Collected data entries:
=== Begin Enclosure ===

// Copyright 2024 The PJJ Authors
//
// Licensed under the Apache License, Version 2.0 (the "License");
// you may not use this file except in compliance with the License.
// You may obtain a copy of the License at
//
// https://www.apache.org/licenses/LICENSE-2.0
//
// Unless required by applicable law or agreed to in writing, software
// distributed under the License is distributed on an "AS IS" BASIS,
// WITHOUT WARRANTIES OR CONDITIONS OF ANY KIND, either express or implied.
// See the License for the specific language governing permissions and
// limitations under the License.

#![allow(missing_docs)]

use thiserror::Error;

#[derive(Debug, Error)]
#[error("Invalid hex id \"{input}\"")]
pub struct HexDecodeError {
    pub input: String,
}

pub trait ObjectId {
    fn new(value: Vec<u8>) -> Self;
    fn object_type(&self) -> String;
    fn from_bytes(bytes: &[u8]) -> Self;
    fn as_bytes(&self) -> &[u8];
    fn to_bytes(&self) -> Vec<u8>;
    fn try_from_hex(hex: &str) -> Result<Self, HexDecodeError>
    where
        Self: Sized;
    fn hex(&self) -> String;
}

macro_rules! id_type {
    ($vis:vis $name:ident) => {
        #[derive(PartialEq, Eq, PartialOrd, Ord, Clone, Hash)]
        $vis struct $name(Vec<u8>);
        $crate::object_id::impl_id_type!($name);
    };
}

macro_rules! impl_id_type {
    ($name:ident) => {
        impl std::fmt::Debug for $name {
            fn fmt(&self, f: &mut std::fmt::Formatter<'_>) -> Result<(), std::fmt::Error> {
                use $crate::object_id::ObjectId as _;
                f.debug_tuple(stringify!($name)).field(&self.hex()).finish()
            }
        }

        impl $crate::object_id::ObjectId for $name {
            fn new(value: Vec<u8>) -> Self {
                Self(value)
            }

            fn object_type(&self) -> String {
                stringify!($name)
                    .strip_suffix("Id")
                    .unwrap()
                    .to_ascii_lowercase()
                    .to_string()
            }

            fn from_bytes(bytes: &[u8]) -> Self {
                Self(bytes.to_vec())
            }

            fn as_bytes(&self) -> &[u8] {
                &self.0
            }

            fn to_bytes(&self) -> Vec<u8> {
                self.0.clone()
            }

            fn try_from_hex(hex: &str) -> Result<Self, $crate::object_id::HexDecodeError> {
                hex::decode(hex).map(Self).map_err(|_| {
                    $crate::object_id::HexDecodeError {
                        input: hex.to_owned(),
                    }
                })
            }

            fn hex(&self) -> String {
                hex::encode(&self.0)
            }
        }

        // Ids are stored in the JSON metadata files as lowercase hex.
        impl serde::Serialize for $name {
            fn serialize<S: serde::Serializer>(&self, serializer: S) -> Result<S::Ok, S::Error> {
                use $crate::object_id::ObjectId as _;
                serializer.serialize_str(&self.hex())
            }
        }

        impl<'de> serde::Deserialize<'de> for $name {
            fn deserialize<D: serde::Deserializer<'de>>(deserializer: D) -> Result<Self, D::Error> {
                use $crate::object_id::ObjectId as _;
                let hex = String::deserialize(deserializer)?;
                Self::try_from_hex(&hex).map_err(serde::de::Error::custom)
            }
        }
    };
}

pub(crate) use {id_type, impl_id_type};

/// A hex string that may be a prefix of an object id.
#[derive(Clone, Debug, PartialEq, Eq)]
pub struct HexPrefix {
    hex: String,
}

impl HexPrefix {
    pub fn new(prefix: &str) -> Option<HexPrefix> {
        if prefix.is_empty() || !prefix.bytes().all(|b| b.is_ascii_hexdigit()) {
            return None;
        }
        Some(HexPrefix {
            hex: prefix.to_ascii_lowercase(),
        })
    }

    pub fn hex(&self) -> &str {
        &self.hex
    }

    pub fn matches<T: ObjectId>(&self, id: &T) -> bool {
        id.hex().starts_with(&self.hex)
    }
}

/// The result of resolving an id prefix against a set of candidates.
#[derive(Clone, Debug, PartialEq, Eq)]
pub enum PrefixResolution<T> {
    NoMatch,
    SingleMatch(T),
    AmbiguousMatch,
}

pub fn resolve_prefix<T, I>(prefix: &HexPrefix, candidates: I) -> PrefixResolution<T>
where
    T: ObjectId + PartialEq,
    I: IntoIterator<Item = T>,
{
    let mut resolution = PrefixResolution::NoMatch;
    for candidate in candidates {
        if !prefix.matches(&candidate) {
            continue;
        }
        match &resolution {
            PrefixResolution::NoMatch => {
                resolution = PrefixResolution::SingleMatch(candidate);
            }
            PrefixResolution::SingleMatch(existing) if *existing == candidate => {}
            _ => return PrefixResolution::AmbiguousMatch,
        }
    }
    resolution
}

=== End Enclosure ===
=== Begin Enclosure ===

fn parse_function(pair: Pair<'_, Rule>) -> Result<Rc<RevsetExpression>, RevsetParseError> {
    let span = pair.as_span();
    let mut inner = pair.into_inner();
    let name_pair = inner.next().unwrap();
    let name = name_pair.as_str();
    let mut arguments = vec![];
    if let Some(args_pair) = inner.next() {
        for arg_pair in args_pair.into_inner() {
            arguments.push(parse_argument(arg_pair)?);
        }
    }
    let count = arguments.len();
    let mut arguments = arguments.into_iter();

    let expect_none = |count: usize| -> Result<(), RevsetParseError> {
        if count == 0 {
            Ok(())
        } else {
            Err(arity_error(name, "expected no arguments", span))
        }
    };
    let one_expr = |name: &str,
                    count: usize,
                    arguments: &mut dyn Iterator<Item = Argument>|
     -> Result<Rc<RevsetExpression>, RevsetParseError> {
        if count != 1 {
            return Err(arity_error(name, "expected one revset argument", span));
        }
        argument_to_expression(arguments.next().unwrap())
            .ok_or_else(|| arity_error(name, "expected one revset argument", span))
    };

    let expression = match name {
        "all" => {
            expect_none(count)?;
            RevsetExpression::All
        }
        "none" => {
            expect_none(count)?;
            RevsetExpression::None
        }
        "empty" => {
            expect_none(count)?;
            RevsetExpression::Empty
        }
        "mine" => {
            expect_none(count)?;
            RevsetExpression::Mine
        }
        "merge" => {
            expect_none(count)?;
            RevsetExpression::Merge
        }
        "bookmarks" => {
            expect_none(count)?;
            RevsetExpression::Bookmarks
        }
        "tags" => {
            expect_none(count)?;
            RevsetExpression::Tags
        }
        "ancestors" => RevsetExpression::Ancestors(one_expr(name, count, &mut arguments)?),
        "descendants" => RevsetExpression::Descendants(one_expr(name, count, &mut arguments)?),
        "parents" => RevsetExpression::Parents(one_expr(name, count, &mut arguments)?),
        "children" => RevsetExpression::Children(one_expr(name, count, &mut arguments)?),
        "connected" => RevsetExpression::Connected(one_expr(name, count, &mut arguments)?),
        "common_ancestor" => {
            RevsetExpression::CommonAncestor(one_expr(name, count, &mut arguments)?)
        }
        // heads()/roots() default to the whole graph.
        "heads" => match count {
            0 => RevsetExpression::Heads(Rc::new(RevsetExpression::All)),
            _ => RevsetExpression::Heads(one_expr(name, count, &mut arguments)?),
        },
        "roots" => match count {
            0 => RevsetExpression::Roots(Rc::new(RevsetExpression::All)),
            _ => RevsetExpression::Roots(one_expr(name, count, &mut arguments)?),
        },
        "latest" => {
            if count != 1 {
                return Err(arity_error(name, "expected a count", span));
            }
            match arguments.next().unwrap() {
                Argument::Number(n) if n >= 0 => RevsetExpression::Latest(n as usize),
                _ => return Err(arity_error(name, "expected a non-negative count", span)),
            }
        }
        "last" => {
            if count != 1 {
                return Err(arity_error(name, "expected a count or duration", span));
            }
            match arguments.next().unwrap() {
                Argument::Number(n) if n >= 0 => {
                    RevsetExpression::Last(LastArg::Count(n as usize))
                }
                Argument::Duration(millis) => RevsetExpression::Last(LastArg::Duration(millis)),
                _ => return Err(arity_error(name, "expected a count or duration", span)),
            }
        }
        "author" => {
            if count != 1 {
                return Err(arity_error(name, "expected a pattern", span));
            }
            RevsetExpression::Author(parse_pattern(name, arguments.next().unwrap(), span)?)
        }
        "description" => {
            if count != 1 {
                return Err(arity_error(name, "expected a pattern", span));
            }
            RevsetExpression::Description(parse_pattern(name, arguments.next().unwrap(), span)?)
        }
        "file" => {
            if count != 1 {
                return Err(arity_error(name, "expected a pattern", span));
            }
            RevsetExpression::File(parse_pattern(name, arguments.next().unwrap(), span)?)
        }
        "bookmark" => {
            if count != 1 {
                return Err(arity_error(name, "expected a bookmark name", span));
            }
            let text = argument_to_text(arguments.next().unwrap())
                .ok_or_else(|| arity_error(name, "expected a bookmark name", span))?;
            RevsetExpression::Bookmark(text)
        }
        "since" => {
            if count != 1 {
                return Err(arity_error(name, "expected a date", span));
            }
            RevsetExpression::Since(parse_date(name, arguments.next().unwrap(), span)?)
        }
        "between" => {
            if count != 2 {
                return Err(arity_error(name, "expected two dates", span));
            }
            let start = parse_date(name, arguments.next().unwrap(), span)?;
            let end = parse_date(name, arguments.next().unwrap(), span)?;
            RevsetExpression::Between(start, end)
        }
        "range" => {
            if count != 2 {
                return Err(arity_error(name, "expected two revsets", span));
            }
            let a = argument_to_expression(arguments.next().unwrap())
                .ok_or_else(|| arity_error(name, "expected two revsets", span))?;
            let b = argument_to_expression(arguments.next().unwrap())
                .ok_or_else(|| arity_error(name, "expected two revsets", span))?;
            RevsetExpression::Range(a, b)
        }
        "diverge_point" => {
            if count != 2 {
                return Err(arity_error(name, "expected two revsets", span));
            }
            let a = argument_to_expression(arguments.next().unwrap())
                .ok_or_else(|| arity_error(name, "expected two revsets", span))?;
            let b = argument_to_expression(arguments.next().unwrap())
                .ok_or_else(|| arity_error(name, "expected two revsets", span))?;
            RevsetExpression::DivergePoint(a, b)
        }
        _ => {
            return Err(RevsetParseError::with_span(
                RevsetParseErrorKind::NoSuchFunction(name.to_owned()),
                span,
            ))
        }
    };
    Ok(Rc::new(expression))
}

=== End Enclosure ===
=== Begin Enclosure ===

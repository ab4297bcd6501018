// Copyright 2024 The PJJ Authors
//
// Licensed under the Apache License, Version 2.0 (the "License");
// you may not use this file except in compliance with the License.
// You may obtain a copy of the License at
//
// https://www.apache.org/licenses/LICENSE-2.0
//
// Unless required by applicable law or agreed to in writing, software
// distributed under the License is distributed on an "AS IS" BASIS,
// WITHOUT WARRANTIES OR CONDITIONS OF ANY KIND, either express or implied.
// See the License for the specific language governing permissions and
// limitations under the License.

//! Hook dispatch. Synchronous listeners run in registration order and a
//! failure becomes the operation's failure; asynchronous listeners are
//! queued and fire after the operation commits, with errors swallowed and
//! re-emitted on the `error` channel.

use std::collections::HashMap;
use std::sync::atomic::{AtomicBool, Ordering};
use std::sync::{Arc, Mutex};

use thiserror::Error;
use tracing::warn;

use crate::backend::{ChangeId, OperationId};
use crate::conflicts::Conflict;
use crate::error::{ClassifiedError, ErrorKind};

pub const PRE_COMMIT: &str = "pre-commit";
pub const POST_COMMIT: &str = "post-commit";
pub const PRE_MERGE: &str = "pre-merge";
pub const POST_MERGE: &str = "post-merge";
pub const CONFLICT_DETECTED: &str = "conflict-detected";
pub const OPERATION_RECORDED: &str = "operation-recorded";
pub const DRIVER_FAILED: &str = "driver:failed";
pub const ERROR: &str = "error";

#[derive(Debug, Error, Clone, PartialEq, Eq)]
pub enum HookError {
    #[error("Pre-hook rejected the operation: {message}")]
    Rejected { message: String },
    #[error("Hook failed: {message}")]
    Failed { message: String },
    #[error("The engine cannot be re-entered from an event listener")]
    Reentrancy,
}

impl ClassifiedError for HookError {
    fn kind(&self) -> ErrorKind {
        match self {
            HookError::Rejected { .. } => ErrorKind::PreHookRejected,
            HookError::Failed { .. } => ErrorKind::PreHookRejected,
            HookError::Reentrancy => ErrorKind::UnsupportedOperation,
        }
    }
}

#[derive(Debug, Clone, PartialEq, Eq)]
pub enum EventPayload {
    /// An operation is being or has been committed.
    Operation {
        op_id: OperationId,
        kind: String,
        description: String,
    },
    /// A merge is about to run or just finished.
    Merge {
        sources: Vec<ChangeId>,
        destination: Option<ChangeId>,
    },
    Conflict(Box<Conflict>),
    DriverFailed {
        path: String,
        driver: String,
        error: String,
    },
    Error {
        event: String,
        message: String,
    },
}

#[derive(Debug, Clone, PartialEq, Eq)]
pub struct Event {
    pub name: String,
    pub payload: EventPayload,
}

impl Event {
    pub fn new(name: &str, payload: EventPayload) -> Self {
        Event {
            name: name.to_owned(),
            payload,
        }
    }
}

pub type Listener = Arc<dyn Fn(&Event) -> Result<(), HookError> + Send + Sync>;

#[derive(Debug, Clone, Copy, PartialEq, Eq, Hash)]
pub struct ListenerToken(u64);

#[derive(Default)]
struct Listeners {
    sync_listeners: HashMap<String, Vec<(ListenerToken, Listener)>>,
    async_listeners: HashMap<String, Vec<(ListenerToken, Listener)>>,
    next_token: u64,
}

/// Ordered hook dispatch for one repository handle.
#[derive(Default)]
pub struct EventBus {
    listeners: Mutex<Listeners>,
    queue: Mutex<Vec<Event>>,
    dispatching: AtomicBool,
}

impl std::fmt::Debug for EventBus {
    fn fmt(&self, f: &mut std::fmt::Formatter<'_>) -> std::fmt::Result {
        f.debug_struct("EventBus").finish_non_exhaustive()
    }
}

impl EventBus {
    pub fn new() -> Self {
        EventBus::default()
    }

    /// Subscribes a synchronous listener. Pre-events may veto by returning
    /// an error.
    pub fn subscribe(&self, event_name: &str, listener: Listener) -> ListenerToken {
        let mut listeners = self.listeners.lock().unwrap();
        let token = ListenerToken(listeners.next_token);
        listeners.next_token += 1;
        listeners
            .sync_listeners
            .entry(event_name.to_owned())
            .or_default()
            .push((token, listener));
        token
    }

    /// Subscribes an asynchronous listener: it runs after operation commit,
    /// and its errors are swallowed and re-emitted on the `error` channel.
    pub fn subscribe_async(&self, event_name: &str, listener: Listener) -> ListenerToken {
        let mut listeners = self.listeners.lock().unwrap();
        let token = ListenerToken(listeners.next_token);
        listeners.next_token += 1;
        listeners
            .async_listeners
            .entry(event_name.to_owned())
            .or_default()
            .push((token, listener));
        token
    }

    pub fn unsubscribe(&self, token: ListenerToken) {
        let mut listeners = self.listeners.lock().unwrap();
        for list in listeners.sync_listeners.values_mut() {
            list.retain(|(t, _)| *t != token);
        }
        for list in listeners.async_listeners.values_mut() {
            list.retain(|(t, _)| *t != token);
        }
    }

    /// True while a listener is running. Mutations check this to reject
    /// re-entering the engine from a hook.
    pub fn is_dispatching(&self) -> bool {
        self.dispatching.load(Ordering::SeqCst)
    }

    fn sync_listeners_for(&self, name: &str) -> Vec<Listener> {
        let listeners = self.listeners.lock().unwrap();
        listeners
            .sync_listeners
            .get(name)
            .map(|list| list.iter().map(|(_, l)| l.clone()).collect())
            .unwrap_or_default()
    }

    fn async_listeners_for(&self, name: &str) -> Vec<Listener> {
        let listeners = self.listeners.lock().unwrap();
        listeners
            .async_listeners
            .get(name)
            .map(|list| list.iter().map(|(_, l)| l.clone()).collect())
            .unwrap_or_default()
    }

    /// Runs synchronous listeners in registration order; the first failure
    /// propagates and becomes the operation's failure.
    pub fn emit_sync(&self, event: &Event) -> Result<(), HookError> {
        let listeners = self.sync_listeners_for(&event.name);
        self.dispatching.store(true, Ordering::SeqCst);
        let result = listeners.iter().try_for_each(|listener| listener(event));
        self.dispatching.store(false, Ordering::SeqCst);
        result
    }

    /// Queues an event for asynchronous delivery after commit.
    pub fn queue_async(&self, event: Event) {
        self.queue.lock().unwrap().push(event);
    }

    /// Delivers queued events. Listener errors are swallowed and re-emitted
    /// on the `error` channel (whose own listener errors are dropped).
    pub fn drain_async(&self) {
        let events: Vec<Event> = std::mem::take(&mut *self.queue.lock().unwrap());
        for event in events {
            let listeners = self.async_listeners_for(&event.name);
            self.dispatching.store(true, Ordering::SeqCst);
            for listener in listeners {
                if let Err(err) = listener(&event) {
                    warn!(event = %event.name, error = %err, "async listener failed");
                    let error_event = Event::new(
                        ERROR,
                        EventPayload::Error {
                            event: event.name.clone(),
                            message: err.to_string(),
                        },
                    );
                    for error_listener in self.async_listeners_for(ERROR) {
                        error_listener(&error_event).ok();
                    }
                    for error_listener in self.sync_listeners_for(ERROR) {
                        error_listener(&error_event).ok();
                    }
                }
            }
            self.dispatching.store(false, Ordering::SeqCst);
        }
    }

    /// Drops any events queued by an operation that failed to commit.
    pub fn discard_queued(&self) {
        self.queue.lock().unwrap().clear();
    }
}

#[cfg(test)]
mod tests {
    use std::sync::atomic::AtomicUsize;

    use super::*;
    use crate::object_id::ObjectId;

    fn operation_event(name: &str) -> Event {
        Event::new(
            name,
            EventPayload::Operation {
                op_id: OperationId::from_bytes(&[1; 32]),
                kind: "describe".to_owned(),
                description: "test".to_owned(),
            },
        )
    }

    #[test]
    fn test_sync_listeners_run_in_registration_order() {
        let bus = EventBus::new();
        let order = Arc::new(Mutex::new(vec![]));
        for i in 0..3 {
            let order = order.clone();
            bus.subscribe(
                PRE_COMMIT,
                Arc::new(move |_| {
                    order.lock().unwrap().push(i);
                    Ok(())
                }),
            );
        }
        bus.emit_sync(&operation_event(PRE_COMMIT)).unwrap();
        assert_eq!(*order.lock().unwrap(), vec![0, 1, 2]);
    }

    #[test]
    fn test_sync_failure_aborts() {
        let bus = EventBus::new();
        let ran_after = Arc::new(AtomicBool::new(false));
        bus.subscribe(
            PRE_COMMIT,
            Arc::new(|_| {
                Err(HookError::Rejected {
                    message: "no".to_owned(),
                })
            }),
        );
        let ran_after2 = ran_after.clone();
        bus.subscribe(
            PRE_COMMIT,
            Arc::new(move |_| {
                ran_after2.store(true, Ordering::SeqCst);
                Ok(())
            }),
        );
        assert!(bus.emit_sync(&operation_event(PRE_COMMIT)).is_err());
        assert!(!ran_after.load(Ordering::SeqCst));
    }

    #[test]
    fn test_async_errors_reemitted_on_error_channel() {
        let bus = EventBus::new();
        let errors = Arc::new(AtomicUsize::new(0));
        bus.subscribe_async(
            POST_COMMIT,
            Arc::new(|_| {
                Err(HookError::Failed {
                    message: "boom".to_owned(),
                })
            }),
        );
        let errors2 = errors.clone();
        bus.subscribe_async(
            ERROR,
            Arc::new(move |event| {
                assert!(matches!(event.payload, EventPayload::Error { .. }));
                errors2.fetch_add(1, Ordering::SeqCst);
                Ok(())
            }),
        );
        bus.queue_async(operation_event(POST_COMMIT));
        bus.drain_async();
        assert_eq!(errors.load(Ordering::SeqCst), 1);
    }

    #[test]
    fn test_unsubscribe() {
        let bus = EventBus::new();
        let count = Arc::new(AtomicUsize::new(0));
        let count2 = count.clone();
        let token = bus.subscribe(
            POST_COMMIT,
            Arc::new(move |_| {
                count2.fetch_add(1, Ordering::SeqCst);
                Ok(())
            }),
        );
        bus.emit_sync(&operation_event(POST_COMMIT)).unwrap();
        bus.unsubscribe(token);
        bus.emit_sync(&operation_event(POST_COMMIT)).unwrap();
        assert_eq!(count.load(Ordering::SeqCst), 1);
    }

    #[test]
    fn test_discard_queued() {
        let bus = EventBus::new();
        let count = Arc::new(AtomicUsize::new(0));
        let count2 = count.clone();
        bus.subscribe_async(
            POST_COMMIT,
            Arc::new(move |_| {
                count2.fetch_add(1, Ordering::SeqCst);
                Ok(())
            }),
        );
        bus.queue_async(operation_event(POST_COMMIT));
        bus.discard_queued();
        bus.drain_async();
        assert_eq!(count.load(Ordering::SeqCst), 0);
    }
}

=== End Enclosure ===

* [REQUIRED WORK]:
With the string "Reentrancy" as the key, filter the data above and show the lines that match.

* [ANSWER TO THIS TASK]:
    Reentrancy,
            HookError::Reentrancy => ErrorKind::UnsupportedOperation,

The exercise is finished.